== Task details ==
A complete, exact copy of the data is the required answer.

[Collected data entries]
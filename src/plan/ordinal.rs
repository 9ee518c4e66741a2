// src/plan/ordinal.rs

//! Synthetic barrier nodes, one per `(type, ordinal)` pair.

use std::collections::BTreeMap;
use std::fmt;

use crate::types::{NodeId, OrdinalType};

/// Identity of an ordinal barrier node.
///
/// An ordinal node does no work and never fails; it only aggregates the hard
/// successors of the tasks in one request group so that the opposing type in
/// later groups can depend on a single node.
#[derive(Debug, Clone, Copy, PartialEq, Eq, Hash)]
pub struct OrdinalNode {
    kind: OrdinalType,
    ordinal: u32,
}

impl OrdinalNode {
    pub fn new(kind: OrdinalType, ordinal: u32) -> Self {
        Self { kind, ordinal }
    }

    pub fn kind(&self) -> OrdinalType {
        self.kind
    }

    pub fn ordinal(&self) -> u32 {
        self.ordinal
    }
}

impl fmt::Display for OrdinalNode {
    fn fmt(&self, f: &mut fmt::Formatter<'_>) -> fmt::Result {
        write!(f, "{} locations for task group {}", self.kind, self.ordinal)
    }
}

/// Registry of the ordinal nodes created for a plan.
#[derive(Debug, Default, Clone)]
pub struct OrdinalNodeAccess {
    nodes: BTreeMap<(OrdinalType, u32), NodeId>,
}

impl OrdinalNodeAccess {
    pub fn get(&self, kind: OrdinalType, ordinal: u32) -> Option<NodeId> {
        self.nodes.get(&(kind, ordinal)).copied()
    }

    pub(crate) fn insert(&mut self, kind: OrdinalType, ordinal: u32, node: NodeId) {
        self.nodes.insert((kind, ordinal), node);
    }

    /// Existing nodes of `kind` with an ordinal strictly below `ordinal`, in
    /// ascending ordinal order.
    pub fn preceding(&self, kind: OrdinalType, ordinal: u32) -> Vec<NodeId> {
        self.nodes
            .range((kind, 0)..(kind, ordinal))
            .map(|(_, node)| *node)
            .collect()
    }

    pub fn len(&self) -> usize {
        self.nodes.len()
    }

    pub fn is_empty(&self) -> bool {
        self.nodes.is_empty()
    }
}

#[cfg(test)]
mod tests {
    use super::*;

    #[test]
    fn identity_needs_both_type_and_ordinal() {
        let a = OrdinalNode::new(OrdinalType::Destroyer, 0);
        assert_eq!(a, OrdinalNode::new(OrdinalType::Destroyer, 0));
        assert_ne!(a, OrdinalNode::new(OrdinalType::Producer, 0));
        assert_ne!(a, OrdinalNode::new(OrdinalType::Destroyer, 1));
    }

    #[test]
    fn displays_like_a_location_barrier() {
        let node = OrdinalNode::new(OrdinalType::Producer, 3);
        assert_eq!(node.to_string(), "producer locations for task group 3");
    }

    #[test]
    fn preceding_only_returns_lower_ordinals_of_the_same_type() {
        let mut access = OrdinalNodeAccess::default();
        access.insert(OrdinalType::Destroyer, 0, NodeId::from_index(10));
        access.insert(OrdinalType::Destroyer, 2, NodeId::from_index(11));
        access.insert(OrdinalType::Producer, 1, NodeId::from_index(12));
        access.insert(OrdinalType::Destroyer, 3, NodeId::from_index(13));

        assert_eq!(
            access.preceding(OrdinalType::Destroyer, 3),
            vec![NodeId::from_index(10), NodeId::from_index(11)]
        );
        assert!(access.preceding(OrdinalType::Producer, 1).is_empty());
        assert_eq!(access.len(), 4);
    }
}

== Answer below ==
filename src/plan/ordinal.rs
repository 9ee518c4e66741a2
// src/plan/ordinal.rs

//! Synthetic barrier nodes, one per `(type, ordinal)` pair.

use std::collections::BTreeMap;
use std::fmt;

use crate::types::{NodeId, OrdinalType};

/// Identity of an ordinal barrier node.
///
/// An ordinal node does no work and never fails; it only aggregates the hard
/// successors of the tasks in one request group so that the opposing type in
/// later groups can depend on a single node.
#[derive(Debug, Clone, Copy, PartialEq, Eq, Hash)]
pub struct OrdinalNode {
    kind: OrdinalType,
    ordinal: u32,
}

impl OrdinalNode {
    pub fn new(kind: OrdinalType, ordinal: u32) -> Self {
        Self { kind, ordinal }
    }

    pub fn kind(&self) -> OrdinalType {
        self.kind
    }

    pub fn ordinal(&self) -> u32 {
        self.ordinal
    }
}

impl fmt::Display for OrdinalNode {
    fn fmt(&self, f: &mut fmt::Formatter<'_>) -> fmt::Result {
        write!(f, "{} locations for task group {}", self.kind, self.ordinal)
    }
}

/// Registry of the ordinal nodes created for a plan.
#[derive(Debug, Default, Clone)]
pub struct OrdinalNodeAccess {
    nodes: BTreeMap<(OrdinalType, u32), NodeId>,
}

impl OrdinalNodeAccess {
    pub fn get(&self, kind: OrdinalType, ordinal: u32) -> Option<NodeId> {
        self.nodes.get(&(kind, ordinal)).copied()
    }

    pub(crate) fn insert(&mut self, kind: OrdinalType, ordinal: u32, node: NodeId) {
        self.nodes.insert((kind, ordinal), node);
    }

    /// Existing nodes of `kind` with an ordinal strictly below `ordinal`, in
    /// ascending ordinal order.
    pub fn preceding(&self, kind: OrdinalType, ordinal: u32) -> Vec<NodeId> {
        self.nodes
            .range((kind, 0)..(kind, ordinal))
            .map(|(_, node)| *node)
            .collect()
    }

    pub fn len(&self) -> usize {
        self.nodes.len()
    }

    pub fn is_empty(&self) -> bool {
        self.nodes.is_empty()
    }
}

#[cfg(test)]
mod tests {
    use super::*;

    #[test]
    fn identity_needs_both_type_and_ordinal() {
        let a = OrdinalNode::new(OrdinalType::Destroyer, 0);
        assert_eq!(a, OrdinalNode::new(OrdinalType::Destroyer, 0));
        assert_ne!(a, OrdinalNode::new(OrdinalType::Producer, 0));
        assert_ne!(a, OrdinalNode::new(OrdinalType::Destroyer, 1));
    }

    #[test]
    fn displays_like_a_location_barrier() {
        let node = OrdinalNode::new(OrdinalType::Producer, 3);
        assert_eq!(node.to_string(), "producer locations for task group 3");
    }

    #[test]
    fn preceding_only_returns_lower_ordinals_of_the_same_type() {
        let mut access = OrdinalNodeAccess::default();
        access.insert(OrdinalType::Destroyer, 0, NodeId::from_index(10));
        access.insert(OrdinalType::Destroyer, 2, NodeId::from_index(11));
        access.insert(OrdinalType::Producer, 1, NodeId::from_index(12));
        access.insert(OrdinalType::Destroyer, 3, NodeId::from_index(13));

        assert_eq!(
            access.preceding(OrdinalType::Destroyer, 3),
            vec![NodeId::from_index(10), NodeId::from_index(11)]
        );
        assert!(access.preceding(OrdinalType::Producer, 1).is_empty());
        assert_eq!(access.len(), 4);
    }
}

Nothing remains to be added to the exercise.